REPUBLIKA.CO.ID, JAKARTA — Kanker nasofaring tengah menjadi pembicaraan di Indonesia. Sebab, pendakwah Ustaz Arifin Ilham dirawat akibat kanker nasofaring stadium IVA.
Anggota Tim Kerja Kanker Nasofaring di RS Dharmais dr. Asrul Harsal mengamini, memang tanda-tanda kanker nasofaring jarang terdeteksi sejak awal. Sebab, kanker tidak menimbulkan nyeri pada tubuh. Biasanya, pasien menyadari setelah mengidap tanda-tanda tertentu dalam jangka waktu lama, seperti, ada benjolan selama setahun, flu selama enam bulan, kerap mengeluh sakit kepala, dan mimisan.
Dilansir di laman Cancer.gov milik National Cancer Institute di Amerika Serikat, tanda-tanda yang muncul karena kanker nasofaring, seperti, benjolan di hidung atau leher, sakit tenggorokan, kesulitan bernafas atau berbicara, mimisan, masalah pendengaran, nyeri atau dering di telinga, dan sakit kepala.
“Edukasi penting.
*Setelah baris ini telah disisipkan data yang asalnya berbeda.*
//! Staged changesets for flat sequences.
//!
//! Produces up to three stages, each omitted when it has nothing to do:
//!
//! 1. element updates (source layout, matched elements replaced in place)
//! 2. element deletes
//! 3. element inserts and moves
//!
//! The last stage's data is always the target.

use stagekit_types::{Changeset, Differentiable, ElementPath, StagedChangeset};
use tracing::debug;

use crate::config::{DiffConfig, UpdateIndex};
use crate::linear::{differentiate, LinearSnapshots};

/// Staged changeset between two flat sequences, in section 0.
pub fn staged_changeset<E>(source: &[E], target: &[E]) -> StagedChangeset<E>
where
    E: Differentiable + Clone,
{
    staged_changeset_in_section(source, target, 0)
}

/// Staged changeset between two flat sequences whose element paths all carry
/// `section`.
pub fn staged_changeset_in_section<E>(
    source: &[E],
    target: &[E],
    section: usize,
) -> StagedChangeset<E>
where
    E: Differentiable + Clone,
{
    let map_index = |element| ElementPath::new(element, section);

    if source.is_empty() && target.is_empty() {
        return StagedChangeset::new();
    }

    if target.is_empty() {
        let mut changeset = Changeset::new(Vec::new());
        changeset.element_deleted = (0..source.len()).map(map_index).collect();
        debug!(section, deleted = source.len(), "staged changeset: delete all");
        return StagedChangeset::from(vec![changeset]);
    }

    if source.is_empty() {
        let mut changeset = Changeset::new(target.to_vec());
        changeset.element_inserted = (0..target.len()).map(map_index).collect();
        debug!(section, inserted = target.len(), "staged changeset: insert all");
        return StagedChangeset::from(vec![changeset]);
    }

    let mut snapshots = LinearSnapshots::with_capacity(source.len());
    let result = differentiate(
        source,
        target,
        UpdateIndex::Source,
        map_index,
        Some(&mut snapshots),
    );

    let mut changesets = Vec::new();

    if !result.updated.is_empty() {
        let mut changeset = Changeset::new(snapshots.updated);
        changeset.element_updated = result.updated;
        changesets.push(changeset);
    }

    if !result.deleted.is_empty() {
        let mut changeset = Changeset::new(snapshots.not_deleted);
        changeset.element_deleted = result.deleted;
        changesets.push(changeset);
    }

    if !result.inserted.is_empty() || !result.moved.is_empty() {
        let mut changeset = Changeset::new(Vec::new());
        changeset.element_inserted = result.inserted;
        changeset.element_moved = result.moved;
        changesets.push(changeset);
    }

    if let Some(last) = changesets.last_mut() {
        last.data = target.to_vec();
    }

    debug!(section, stages = changesets.len(), "staged changeset computed");

    StagedChangeset::from(changesets)
}

/// Staged changeset between two flat sequences, using `config.section`.
pub fn staged_changeset_with<E>(
    source: &[E],
    target: &[E],
    config: &DiffConfig,
) -> StagedChangeset<E>
where
    E: Differentiable + Clone,
{
    staged_changeset_in_section(source, target, config.section)
}
//! Foundation types for stagekit.
//!
//! This crate provides the identity and equality model that every diffable
//! element and section satisfies, plus the value types a diff produces. Every
//! other stagekit crate depends on `stagekit-types`.
//!
//! # Key Types
//!
//! - [`Differentiable`] -- Identity key plus content-equality predicate
//! - [`DifferentiableSection`] -- A differentiable value owning an ordered element sequence
//! - [`ArraySection`] -- Generic section built from a model and a `Vec` of elements
//! - [`ElementPath`] -- `(section, element)` composite index
//! - [`Moved`] -- A `(source, target)` move record
//! - [`Changeset`] -- One stage: resulting data plus its edit lists
//! - [`StagedChangeset`] -- Ordered stages transforming a source into a target

pub mod changeset;
pub mod differentiable;
pub mod path;
pub mod section;

pub use changeset::{Changeset, StagedChangeset};
pub use differentiable::{Differentiable, DifferentiableSection};
pub use path::{ElementPath, Moved};
pub use section::ArraySection;
//! Helpers shared by the property tests.

use std::collections::HashSet;
use std::hash::Hash;

use proptest::prelude::*;
use proptest::test_runner::TestCaseError;

pub(crate) fn all_distinct<T: Eq + Hash>(items: &[T]) -> bool {
    let mut seen = HashSet::with_capacity(items.len());
    items.iter().all(|item| seen.insert(item))
}

/// Pair every surviving source position with the target position it ends up
/// at, checking that no position is listed twice along the way.
///
/// `moved` sources index the source with `deleted` removed. Survivors that
/// did not move keep their order and fill the target positions that are
/// neither inserted nor a move target.
pub(crate) fn pair_positions(
    source_len: usize,
    target_len: usize,
    deleted: &[usize],
    inserted: &[usize],
    moved: &[(usize, usize)],
) -> Result<Vec<(usize, usize)>, TestCaseError> {
    prop_assert!(deleted.iter().all(|&index| index < source_len));
    prop_assert!(inserted.iter().all(|&index| index < target_len));

    let survivors: Vec<usize> = (0..source_len)
        .filter(|index| !deleted.contains(index))
        .collect();

    let mut pairs = Vec::with_capacity(survivors.len());
    for &(source, target) in moved {
        prop_assert!(source < survivors.len(), "move source {} out of range", source);
        prop_assert!(target < target_len, "move target {} out of range", target);
        pairs.push((survivors[source], target));
    }

    let moved_sources: Vec<usize> = pairs.iter().map(|&(source, _)| source).collect();
    let moved_targets: Vec<usize> = pairs.iter().map(|&(_, target)| target).collect();

    let listed_sources: Vec<usize> = deleted.iter().chain(&moved_sources).copied().collect();
    let listed_targets: Vec<usize> = inserted.iter().chain(&moved_targets).copied().collect();
    prop_assert!(all_distinct(&listed_sources), "source listed twice: {:?}", listed_sources);
    prop_assert!(all_distinct(&listed_targets), "target listed twice: {:?}", listed_targets);

    let unmoved: Vec<usize> = survivors
        .into_iter()
        .filter(|index| !moved_sources.contains(index))
        .collect();
    let unlisted: Vec<usize> = (0..target_len)
        .filter(|index| !listed_targets.contains(index))
        .collect();
    prop_assert_eq!(unmoved.len(), unlisted.len());

    pairs.extend(unmoved.into_iter().zip(unlisted));
    Ok(pairs)
}

#[cfg(test)]
mod tests {
    use super::*;

    #[test]
    fn pairs_unmoved_survivors_in_order() {
        // source [a, x, b, c] -> target [c, a, y, b]: x deleted, y inserted,
        // c moved from post-delete index 2.
        let pairs = pair_positions(4, 4, &[1], &[2], &[(2, 0)]).unwrap();
        assert_eq!(pairs, vec![(3, 0), (0, 1), (2, 3)]);
    }

    #[test]
    fn rejects_a_position_listed_twice() {
        assert!(pair_positions(2, 2, &[], &[0], &[(0, 0)]).is_err());
        assert!(pair_positions(2, 1, &[0], &[], &[(0, 0), (0, 0)]).is_err());
    }
}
Nasofaring di kita cukup tinggi. Karena tiga terbesar di laki-laki, setelah paru-paru dan usus besar,” kata dr Asrul.
Sementara setelah general, nasofaring masuk lima besar kanker di Indonesia, yakni payudara, serviks, paru-paru, usus besar, dan nasofaring. Kanker nasofaring lebih banyak diderita pria daripada wanita, perbandingannya 2:1 pada usia produktif 20-60 tahun.
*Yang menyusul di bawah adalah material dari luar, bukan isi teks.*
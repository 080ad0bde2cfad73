use serde::{Deserialize, Serialize};

use crate::differentiable::{Differentiable, DifferentiableSection};

/// A section made of a differentiable model and a `Vec` of elements.
///
/// The section's identity and content equality are the model's; the elements
/// are diffed separately.
#[derive(Clone, Debug, Default, PartialEq, Eq, Serialize, Deserialize)]
pub struct ArraySection<M, E> {
    /// The section's own value (header, title, ...).
    pub model: M,
    /// The elements of the section.
    pub elements: Vec<E>,
}

impl<M, E> ArraySection<M, E> {
    pub fn new(model: M, elements: impl IntoIterator<Item = E>) -> Self {
        Self {
            model,
            elements: elements.into_iter().collect(),
        }
    }
}

impl<M: Differentiable, E> Differentiable for ArraySection<M, E> {
    type Id = M::Id;

    fn difference_identifier(&self) -> Self::Id {
        self.model.difference_identifier()
    }

    fn is_content_equal(&self, other: &Self) -> bool {
        self.model.is_content_equal(&other.model)
    }
}

impl<M, E> DifferentiableSection for ArraySection<M, E>
where
    M: Differentiable + Clone,
    E: Differentiable + Clone,
{
    type Element = E;

    fn elements(&self) -> &[E] {
        &self.elements
    }

    fn with_elements(source: &Self, elements: Vec<E>) -> Self {
        Self {
            model: source.model.clone(),
            elements,
        }
    }
}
Dokter penyakit dalam spesialis onkologi (kanker) di RS Pertamina dan RS Dharmais itu menjelaskan penyebab utama kanker nasofaring karena rokok, karsinogenik, makanan yang diasinkan, dan etnis. Dia menyebutkan etnis Cina terbanyak di dunia yang mengidap nasofaring atau kisaran 25 hingga 50 per 100 ribu penduduk. Sementara di Indonesia, kisaran empat hingga sembilan per 100 ribu penduduk.
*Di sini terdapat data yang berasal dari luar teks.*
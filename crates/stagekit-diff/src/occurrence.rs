//! Identity index over a source sequence.
//!
//! Maps each identifier to the source positions carrying it. Identifiers seen
//! once resolve to a single position; repeated identifiers resolve to a queue
//! of positions consumed front to back, so the k-th target occurrence of an
//! identifier binds to the k-th source occurrence.

use std::collections::hash_map::Entry;
use std::collections::HashMap;
use std::hash::Hash;

#[derive(Clone, Copy, Debug)]
enum Occurrence {
    Unique(usize),
    /// Index into `OccurrenceTable::pending`.
    Duplicate(usize),
}

#[derive(Debug)]
struct PendingIndices {
    indices: Vec<usize>,
    position: usize,
}

impl PendingIndices {
    fn next(&mut self) -> Option<usize> {
        let index = *self.indices.get(self.position)?;
        self.position += 1;
        Some(index)
    }
}

/// Per-call identity table. Borrows the source identifiers it was built from.
#[derive(Debug)]
pub(crate) struct OccurrenceTable<'a, K> {
    occurrences: HashMap<&'a K, Occurrence>,
    pending: Vec<PendingIndices>,
}

impl<'a, K: Eq + Hash> OccurrenceTable<'a, K> {
    /// Index `identifiers` by position, left to right.
    pub(crate) fn new(identifiers: &'a [K]) -> Self {
        let mut occurrences = HashMap::with_capacity(identifiers.len());
        let mut pending: Vec<PendingIndices> = Vec::new();

        for (index, identifier) in identifiers.iter().enumerate() {
            match occurrences.entry(identifier) {
                Entry::Vacant(slot) => {
                    slot.insert(Occurrence::Unique(index));
                }
                Entry::Occupied(mut slot) => {
                    let occurrence = *slot.get();
                    match occurrence {
                        Occurrence::Unique(first) => {
                            pending.push(PendingIndices {
                                indices: vec![first, index],
                                position: 0,
                            });
                            slot.insert(Occurrence::Duplicate(pending.len() - 1));
                        }
                        Occurrence::Duplicate(queue) => pending[queue].indices.push(index),
                    }
                }
            }
        }

        Self {
            occurrences,
            pending,
        }
    }

    /// Claim the source position a target with `identifier` binds to.
    ///
    /// A unique identifier binds only while `is_bound` reports its position
    /// free. A repeated identifier hands out its next queued position, and
    /// nothing once the queue is exhausted.
    pub(crate) fn claim(
        &mut self,
        identifier: &K,
        is_bound: impl FnOnce(usize) -> bool,
    ) -> Option<usize> {
        match *self.occurrences.get(identifier)? {
            Occurrence::Unique(index) => (!is_bound(index)).then_some(index),
            Occurrence::Duplicate(queue) => self.pending[queue].next(),
        }
    }
}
Asrul mengatakan, pengobatan yang dilakukan dengan baik pada pasien stadium di bawah IVC memiliki persentase 55 hingga 85 persen sembuh. Ditanya apakah kanker tersebut mematikan, dr. Asrul hanya tersenyum dan mengatakan nasofaring memiliki tingkat kekambuhan tinggi.
Dia mengatakan persentase tingkat kekambuhan di atas 50 persen dalam jangka waktu dua tahun, usai dokter menyatakan sel jahat tersebut bersih dari tubuh pasien. Karena itu, dia menekankan pentingnya menjaga pola hidup bagi pasien kanker karsinogenik.
“Daya tahan seseorang berbeda-beda, tapi secara teori itu pola hidup, menghindari karsinogen, istirahat cukup. Karena ada faktor internal yang tak bisa disamakan,” ujar dr. Asrul.